Lebih jauh Plt Ketua TP PKK Sulsel mengaku orangtua memiliki peran yang sangat penting. Karena itu, para orangtua harus diedukasi. Ada beberapa kasus, gizi buruk justru terjadi pada anak-anak yang orangtuanya memiliki kemampuan ekonomi yang baik.
“Gizi buruk dan gizi kurang harus ditanggulangi bersama, karena pada balita kurang gizi kronis, akan menyebabkan stunting. Berpengaruh juga pada kecerdasan anak, menyebabkan gangguan kesehatan, rentan terhadap penyakit, hingga beresiko pada tingkat kematian anak,” jelasnya.
Berdasarkan riset kesehatan dasar tahun 2018, proporsi kasus gizi buruk dan gizi kurang pada balita, 17,7 persen. Provinsi Sulsel, di atas angka rata-rata nasional, 22,9 persen. Karena itu, masalah gizi anak ini harus menjadi fokus utama semua stakeholder.
” Anak-anak kita butuh asupan gizi yang optimal,” pungkasnya.
Sementara itu, Henky Widjaja, CFO UNICEF Sulawesi dan Maluku, Mengucapkan mengucapkan terima kasih secara khusus kepada Plt Ketua TP PKK Sulsel yang memberikan peran yang luar biasa dalam penanganan gizi buruk, khususnya stunting.
” Kami mengucapkan terima kasih secara khusus kepada Ibu Naoemi Octarina, karena Tim Penggerak PKK Sulsel memberikan peran yang luar biasa dalam penanganan gizi buruk, khususnya stunting pada anak-anak,” ungkapnya.

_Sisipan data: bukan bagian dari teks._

//! Domain entities - Core chat objects with no infrastructure dependencies

pub mod user;
pub mod message;
pub mod envelope;

pub use user::User;
pub use message::{
    CatchAllMessage, EnterMessage, LeaveMessage, Message, MessageKind, MessageVariant,
    TextMessage, TopicMessage,
};
pub use envelope::Envelope;
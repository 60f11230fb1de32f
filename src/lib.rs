//! mmbot - a chat robot that routes messages from adapters through an
//! ordered chain of script listeners.

pub mod application;
pub mod domain;
pub mod infrastructure;
pub mod scripts;

pub use application::errors::{BotError, ConfigError, StorageError};
pub use application::messaging::{events, MatchResult, Response};
pub use application::robot::{Robot, RobotBuilder, RobotState, WeakRobot};
pub use domain::entities::{Envelope, Message, MessageKind, User};
pub use domain::traits::{Adapter, Brain, BrainExt, Json, Router};
pub use infrastructure::config::Config;
pub use scripts::{Script, ScriptRegistry};
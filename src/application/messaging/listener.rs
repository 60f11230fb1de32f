//! Listener variants - each one decides whether a message is for it and,
//! if so, runs its callback

use std::future::Future;
use std::marker::PhantomData;
use std::sync::Arc;

use async_trait::async_trait;
use futures::future::BoxFuture;
use futures::FutureExt;
use regex_lite::Regex;

use super::response::Response;
use crate::application::errors::BotError;
use crate::application::robot::Robot;
use crate::domain::entities::{
    CatchAllMessage, EnterMessage, LeaveMessage, Message, MessageVariant, TextMessage,
    TopicMessage,
};

/// Future returned by a listener callback
pub type ListenerFuture = BoxFuture<'static, Result<(), BotError>>;

/// Listener callback
pub type Callback<T> = Arc<dyn Fn(Response<T>) -> ListenerFuture + Send + Sync>;

/// Box an async closure into a [`Callback`]
pub fn callback<T, F, Fut>(f: F) -> Callback<T>
where
    F: Fn(Response<T>) -> Fut + Send + Sync + 'static,
    Fut: Future<Output = Result<(), BotError>> + Send + 'static,
{
    Arc::new(move |response| f(response).boxed())
}

/// Outcome of a typed matcher; `values` become the response's captures
#[derive(Debug, Clone, Default, PartialEq, Eq)]
pub struct MatchResult {
    pub is_match: bool,
    pub values: Vec<Option<String>>,
}

impl MatchResult {
    pub fn matched<I, S>(values: I) -> Self
    where
        I: IntoIterator<Item = S>,
        S: Into<String>,
    {
        Self {
            is_match: true,
            values: values.into_iter().map(|v| Some(v.into())).collect(),
        }
    }

    pub fn no_match() -> Self {
        Self::default()
    }
}

/// Listener trait - one link of the robot's listener chain
#[async_trait]
pub trait Listener: Send + Sync {
    /// Returns `Ok(true)` when the listener matched and its callback ran
    async fn try_handle(&self, robot: &Robot, message: &Arc<Message>) -> Result<bool, BotError>;

    /// Name of the script that registered this listener
    fn source(&self) -> Option<&str>;

    /// Anchored regex source, for text listeners only
    fn pattern(&self) -> Option<&str> {
        None
    }
}

async fn invoke<T: MessageVariant>(
    robot: &Robot,
    message: &Arc<Message>,
    view: T,
    matches: Vec<Option<String>>,
    callback: &Callback<T>,
) -> Result<bool, BotError> {
    let response = Response::new(robot.clone(), Arc::clone(message), view, matches);
    callback(response).await?;
    Ok(true)
}

/// Matches messages of type `T` through an arbitrary predicate
pub struct TypedMatchListener<T> {
    matcher: Arc<dyn Fn(&T) -> MatchResult + Send + Sync>,
    callback: Callback<T>,
    source: Option<String>,
}

impl<T: MessageVariant> TypedMatchListener<T> {
    pub fn new<M>(matcher: M, callback: Callback<T>, source: Option<String>) -> Self
    where
        M: Fn(&T) -> MatchResult + Send + Sync + 'static,
    {
        Self {
            matcher: Arc::new(matcher),
            callback,
            source,
        }
    }
}

#[async_trait]
impl<T: MessageVariant> Listener for TypedMatchListener<T> {
    async fn try_handle(&self, robot: &Robot, message: &Arc<Message>) -> Result<bool, BotError> {
        let Some(view) = T::from_message(message) else {
            return Ok(false);
        };

        let result = (self.matcher)(&view);
        if !result.is_match {
            return Ok(false);
        }

        invoke(robot, message, view, result.values, &self.callback).await
    }

    fn source(&self) -> Option<&str> {
        self.source.as_deref()
    }
}

/// Matches text messages against a precompiled, anchored, case-insensitive regex
pub struct TextListener {
    regex: Regex,
    pattern: String,
    callback: Callback<TextMessage>,
    source: Option<String>,
}

impl TextListener {
    pub fn new(
        anchored: String,
        callback: Callback<TextMessage>,
        source: Option<String>,
    ) -> Result<Self, BotError> {
        Ok(Self {
            regex: super::pattern::compile(&anchored)?,
            pattern: anchored,
            callback,
            source,
        })
    }
}

#[async_trait]
impl Listener for TextListener {
    async fn try_handle(&self, robot: &Robot, message: &Arc<Message>) -> Result<bool, BotError> {
        let Some(view) = TextMessage::from_message(message) else {
            return Ok(false);
        };

        let matches = match self.regex.captures(&view.text) {
            Some(caps) => (0..caps.len())
                .map(|i| caps.get(i).map(|m| m.as_str().to_string()))
                .collect(),
            None => return Ok(false),
        };

        invoke(robot, message, view, matches, &self.callback).await
    }

    fn source(&self) -> Option<&str> {
        self.source.as_deref()
    }

    fn pattern(&self) -> Option<&str> {
        Some(&self.pattern)
    }
}

/// Marker for roster message types
pub trait RosterVariant: MessageVariant {}

impl RosterVariant for EnterMessage {}
impl RosterVariant for LeaveMessage {}

/// Fires on every enter (or leave) message
pub struct RosterListener<T> {
    callback: Callback<T>,
    source: Option<String>,
    _kind: PhantomData<fn() -> T>,
}

impl<T: RosterVariant> RosterListener<T> {
    pub fn new(callback: Callback<T>, source: Option<String>) -> Self {
        Self {
            callback,
            source,
            _kind: PhantomData,
        }
    }
}

#[async_trait]
impl<T: RosterVariant> Listener for RosterListener<T> {
    async fn try_handle(&self, robot: &Robot, message: &Arc<Message>) -> Result<bool, BotError> {
        match T::from_message(message) {
            Some(view) => invoke(robot, message, view, Vec::new(), &self.callback).await,
            None => Ok(false),
        }
    }

    fn source(&self) -> Option<&str> {
        self.source.as_deref()
    }
}

/// Fires on every topic change
pub struct TopicListener {
    callback: Callback<TopicMessage>,
    source: Option<String>,
}

impl TopicListener {
    pub fn new(callback: Callback<TopicMessage>, source: Option<String>) -> Self {
        Self { callback, source }
    }
}

#[async_trait]
impl Listener for TopicListener {
    async fn try_handle(&self, robot: &Robot, message: &Arc<Message>) -> Result<bool, BotError> {
        match TopicMessage::from_message(message) {
            Some(view) => invoke(robot, message, view, Vec::new(), &self.callback).await,
            None => Ok(false),
        }
    }

    fn source(&self) -> Option<&str> {
        self.source.as_deref()
    }
}

/// Fires on catch-all messages, which the host submits for unclaimed input
pub struct CatchAllListener {
    callback: Callback<CatchAllMessage>,
    source: Option<String>,
}

impl CatchAllListener {
    pub fn new(callback: Callback<CatchAllMessage>, source: Option<String>) -> Self {
        Self { callback, source }
    }
}

#[async_trait]
impl Listener for CatchAllListener {
    async fn try_handle(&self, robot: &Robot, message: &Arc<Message>) -> Result<bool, BotError> {
        match CatchAllMessage::from_message(message) {
            Some(view) => invoke(robot, message, view, Vec::new(), &self.callback).await,
            None => Ok(false),
        }
    }

    fn source(&self) -> Option<&str> {
        self.source.as_deref()
    }
}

Ia menyebutkan gizi buruk bisa dicegah sebelum kondisinya makin parah. Saat ini, sudah ada 70 negara di dunia memaksimalkan PGBT, yang berfokus pada integrasi pengelolaan kurang gizi akut kedalam sistem kesehatan yang telah ada di semua tingkatan.
Ada empat komponen PGBT, yaitu mobilisasi masyarakat untuk penemuan dini kasus dan tindak lanjut, layanan rawat jalan bagi balita gizi buruk tanpa komplikasi di puskesmas/pustu, layanan rawat inap bagi balita gizi buruk dengan komplikasi medis di RSU/Puskesmas Rawat Inap, dan Pemberian Makanan Tambahan (PMT) dan konseling Pemberian Makanan Bayi dan Anak (PMBA).
” Kerjasama lintas sektor menjadi penopang utama PBGT. Dan PKK punya peran penting,” imbuhnya.
Lebih jauh Henky mengaku Pandemi Covid-19 bisa berpengaruh pada tingginya kasus gizi buruk. Kalangan menengah ke bawah, mengalami dampak ekonomi sehingga kesulitan dalam memenuhi kebutuhan gizi anak. Selain itu, masyarakat juga membatasi akses ke fasilitas kesehatan. Sehingga, ada resiko peningkatan kasus gizi buruk dalam satu tahun belakangan ini.
” Gizi buruk beresiko penyakit hingga kematian pada anak. Kekebalan tubuh mereka akan melemah,” sebutnya.
Ia menambahkan, Indonesia saat ini menghadapi triple burden gizi. Yaitu stunting, wasting, dan obesitas.
” Walaupun banyak kasus gizi buruk terjadi di masyarakat, namun yang mendapatkan perawatan masih rendah. Penyebabnya, akses pelayanan kesehatan masih terbatas, tidak semua kasus gizi buruk terdeteksi dini, hingga rendahnya pemahaman masyarakat tentang gizi buruk.” tutupnya.